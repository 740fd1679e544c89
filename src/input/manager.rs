//! Dispatch of key events to registered handlers

use super::event::{KeyEvent, KeyEventKind};
use super::gesture::{Gesture, KeyState, Modifiers};
use crate::Result;
use log::{debug, error, trace};
use std::collections::HashMap;

/// Called for every non-modifier key press
pub type KeyHandler = Box<dyn FnMut(&KeyEvent) -> Result<()> + Send>;

/// Called when a modifier goes down (`true`) or up (`false`)
pub type ModifierHandler = Box<dyn FnMut(Modifiers, bool) -> Result<()> + Send>;

/// Called when its gesture is performed
pub type GestureHandler = Box<dyn FnMut(&Gesture) -> Result<()> + Send>;

/// Tracks keyboard state and fans events out to handlers
///
/// A failing handler is logged; the remaining handlers still run.
pub struct InputManager {
    state: KeyState,
    key_handlers: Vec<KeyHandler>,
    modifier_handlers: Vec<ModifierHandler>,
    gesture_handlers: HashMap<Gesture, Vec<GestureHandler>>,
}

impl InputManager {
    pub fn new(state: KeyState) -> Self {
        Self {
            state,
            key_handlers: Vec::new(),
            modifier_handlers: Vec::new(),
            gesture_handlers: HashMap::new(),
        }
    }

    pub fn key_state(&self) -> &KeyState {
        &self.state
    }

    pub fn register_key_handler(&mut self, handler: KeyHandler) {
        self.key_handlers.push(handler);
    }

    pub fn register_modifier_handler(&mut self, handler: ModifierHandler) {
        self.modifier_handlers.push(handler);
    }

    pub fn register_gesture_handler(&mut self, gesture: Gesture, handler: GestureHandler) {
        debug!("Gesture handler registered for {}", gesture);
        self.gesture_handlers.entry(gesture).or_default().push(handler);
    }

    /// Drop every handler
    pub fn clear(&mut self) {
        self.key_handlers.clear();
        self.modifier_handlers.clear();
        self.gesture_handlers.clear();
    }

    /// Feed one event
    ///
    /// Returns the gesture formed by a non-modifier key press.
    pub fn handle_event(&mut self, event: &KeyEvent) -> Option<Gesture> {
        let modifier = self.state.modifier_of(event.code);
        self.state.update(event);

        if let Some(modifier) = modifier {
            if event.state != KeyEventKind::Repeat {
                let down = event.state == KeyEventKind::Pressed;
                trace!("Modifier {:?} {}", modifier, if down { "down" } else { "up" });
                for handler in self.modifier_handlers.iter_mut() {
                    if let Err(e) = handler(modifier, down) {
                        error!("Modifier handler failed: {}", e);
                    }
                }
            }
            return None;
        }

        if event.state != KeyEventKind::Pressed {
            return None;
        }

        for handler in self.key_handlers.iter_mut() {
            if let Err(e) = handler(event) {
                error!("Key handler failed: {}", e);
            }
        }

        let gesture = self.state.gesture_for(event.code);
        if let Some(handlers) = self.gesture_handlers.get_mut(&gesture) {
            debug!("Gesture {}", gesture);
            for handler in handlers.iter_mut() {
                if let Err(e) = handler(&gesture) {
                    error!("Gesture handler for {} failed: {}", gesture, e);
                }
            }
        }
        Some(gesture)
    }
}

#[cfg(test)]
mod tests {
    use super::*;
    use crate::input::keys::KeyCode;
    use crate::NvdaError;
    use std::sync::{Arc, Mutex};
    use std::time::Duration;

    fn manager() -> InputManager {
        InputManager::new(KeyState::new(
            vec![KeyCode::INSERT],
            Duration::from_millis(500),
            30,
        ))
    }

    #[test]
    fn test_gesture_resolution() {
        let mut m = manager();
        assert_eq!(m.handle_event(&KeyEvent::pressed(KeyCode::INSERT)), None);
        let g = m.handle_event(&KeyEvent::pressed(KeyCode::T));
        assert_eq!(g.map(|g| g.to_string()).as_deref(), Some("nvda+t"));
        assert_eq!(m.handle_event(&KeyEvent::released(KeyCode::T)), None);
    }

    #[test]
    fn test_handlers_called() {
        let mut m = manager();
        let log = Arc::new(Mutex::new(Vec::new()));

        let l = log.clone();
        m.register_key_handler(Box::new(move |e| {
            l.lock().unwrap().push(format!("key {}", e.code));
            Ok(())
        }));
        let l = log.clone();
        m.register_modifier_handler(Box::new(move |mods, down| {
            l.lock().unwrap().push(format!("mod {:?} {}", mods.names(), down));
            Ok(())
        }));
        let l = log.clone();
        m.register_gesture_handler(
            "nvda+t".parse().unwrap(),
            Box::new(move |g| {
                l.lock().unwrap().push(format!("gesture {}", g));
                Ok(())
            }),
        );

        m.handle_event(&KeyEvent::pressed(KeyCode::INSERT));
        m.handle_event(&KeyEvent::pressed(KeyCode::T));
        m.handle_event(&KeyEvent::released(KeyCode::INSERT));

        assert_eq!(
            *log.lock().unwrap(),
            vec![
                "mod [\"nvda\"] true",
                "key t",
                "gesture nvda+t",
                "mod [\"nvda\"] false",
            ]
        );
    }

    #[test]
    fn test_failing_handler_isolated() {
        let mut m = manager();
        let calls = Arc::new(Mutex::new(0));
        m.register_key_handler(Box::new(|_| Err(NvdaError::Input("boom".into()))));
        let c = calls.clone();
        m.register_key_handler(Box::new(move |_| {
            *c.lock().unwrap() += 1;
            Ok(())
        }));

        m.handle_event(&KeyEvent::pressed(KeyCode::A));
        assert_eq!(*calls.lock().unwrap(), 1);

        m.clear();
        m.handle_event(&KeyEvent::pressed(KeyCode::A));
        assert_eq!(*calls.lock().unwrap(), 1);
    }
}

What is required:
Your answer should be all of the records, transcribed exactly.

Task solution:
repository 740fd1679e544c89
filename src/input/manager.rs
//! Dispatch of key events to registered handlers

use super::event::{KeyEvent, KeyEventKind};
use super::gesture::{Gesture, KeyState, Modifiers};
use crate::Result;
use log::{debug, error, trace};
use std::collections::HashMap;

/// Called for every non-modifier key press
pub type KeyHandler = Box<dyn FnMut(&KeyEvent) -> Result<()> + Send>;

/// Called when a modifier goes down (`true`) or up (`false`)
pub type ModifierHandler = Box<dyn FnMut(Modifiers, bool) -> Result<()> + Send>;

/// Called when its gesture is performed
pub type GestureHandler = Box<dyn FnMut(&Gesture) -> Result<()> + Send>;

/// Tracks keyboard state and fans events out to handlers
///
/// A failing handler is logged; the remaining handlers still run.
pub struct InputManager {
    state: KeyState,
    key_handlers: Vec<KeyHandler>,
    modifier_handlers: Vec<ModifierHandler>,
    gesture_handlers: HashMap<Gesture, Vec<GestureHandler>>,
}

impl InputManager {
    pub fn new(state: KeyState) -> Self {
        Self {
            state,
            key_handlers: Vec::new(),
            modifier_handlers: Vec::new(),
            gesture_handlers: HashMap::new(),
        }
    }

    pub fn key_state(&self) -> &KeyState {
        &self.state
    }

    pub fn register_key_handler(&mut self, handler: KeyHandler) {
        self.key_handlers.push(handler);
    }

    pub fn register_modifier_handler(&mut self, handler: ModifierHandler) {
        self.modifier_handlers.push(handler);
    }

    pub fn register_gesture_handler(&mut self, gesture: Gesture, handler: GestureHandler) {
        debug!("Gesture handler registered for {}", gesture);
        self.gesture_handlers.entry(gesture).or_default().push(handler);
    }

    /// Drop every handler
    pub fn clear(&mut self) {
        self.key_handlers.clear();
        self.modifier_handlers.clear();
        self.gesture_handlers.clear();
    }

    /// Feed one event
    ///
    /// Returns the gesture formed by a non-modifier key press.
    pub fn handle_event(&mut self, event: &KeyEvent) -> Option<Gesture> {
        let modifier = self.state.modifier_of(event.code);
        self.state.update(event);

        if let Some(modifier) = modifier {
            if event.state != KeyEventKind::Repeat {
                let down = event.state == KeyEventKind::Pressed;
                trace!("Modifier {:?} {}", modifier, if down { "down" } else { "up" });
                for handler in self.modifier_handlers.iter_mut() {
                    if let Err(e) = handler(modifier, down) {
                        error!("Modifier handler failed: {}", e);
                    }
                }
            }
            return None;
        }

        if event.state != KeyEventKind::Pressed {
            return None;
        }

        for handler in self.key_handlers.iter_mut() {
            if let Err(e) = handler(event) {
                error!("Key handler failed: {}", e);
            }
        }

        let gesture = self.state.gesture_for(event.code);
        if let Some(handlers) = self.gesture_handlers.get_mut(&gesture) {
            debug!("Gesture {}", gesture);
            for handler in handlers.iter_mut() {
                if let Err(e) = handler(&gesture) {
                    error!("Gesture handler for {} failed: {}", gesture, e);
                }
            }
        }
        Some(gesture)
    }
}

#[cfg(test)]
mod tests {
    use super::*;
    use crate::input::keys::KeyCode;
    use crate::NvdaError;
    use std::sync::{Arc, Mutex};
    use std::time::Duration;

    fn manager() -> InputManager {
        InputManager::new(KeyState::new(
            vec![KeyCode::INSERT],
            Duration::from_millis(500),
            30,
        ))
    }

    #[test]
    fn test_gesture_resolution() {
        let mut m = manager();
        assert_eq!(m.handle_event(&KeyEvent::pressed(KeyCode::INSERT)), None);
        let g = m.handle_event(&KeyEvent::pressed(KeyCode::T));
        assert_eq!(g.map(|g| g.to_string()).as_deref(), Some("nvda+t"));
        assert_eq!(m.handle_event(&KeyEvent::released(KeyCode::T)), None);
    }

    #[test]
    fn test_handlers_called() {
        let mut m = manager();
        let log = Arc::new(Mutex::new(Vec::new()));

        let l = log.clone();
        m.register_key_handler(Box::new(move |e| {
            l.lock().unwrap().push(format!("key {}", e.code));
            Ok(())
        }));
        let l = log.clone();
        m.register_modifier_handler(Box::new(move |mods, down| {
            l.lock().unwrap().push(format!("mod {:?} {}", mods.names(), down));
            Ok(())
        }));
        let l = log.clone();
        m.register_gesture_handler(
            "nvda+t".parse().unwrap(),
            Box::new(move |g| {
                l.lock().unwrap().push(format!("gesture {}", g));
                Ok(())
            }),
        );

        m.handle_event(&KeyEvent::pressed(KeyCode::INSERT));
        m.handle_event(&KeyEvent::pressed(KeyCode::T));
        m.handle_event(&KeyEvent::released(KeyCode::INSERT));

        assert_eq!(
            *log.lock().unwrap(),
            vec![
                "mod [\"nvda\"] true",
                "key t",
                "gesture nvda+t",
                "mod [\"nvda\"] false",
            ]
        );
    }

    #[test]
    fn test_failing_handler_isolated() {
        let mut m = manager();
        let calls = Arc::new(Mutex::new(0));
        m.register_key_handler(Box::new(|_| Err(NvdaError::Input("boom".into()))));
        let c = calls.clone();
        m.register_key_handler(Box::new(move |_| {
            *c.lock().unwrap() += 1;
            Ok(())
        }));

        m.handle_event(&KeyEvent::pressed(KeyCode::A));
        assert_eq!(*calls.lock().unwrap(), 1);

        m.clear();
        m.handle_event(&KeyEvent::pressed(KeyCode::A));
        assert_eq!(*calls.lock().unwrap(), 1);
    }
}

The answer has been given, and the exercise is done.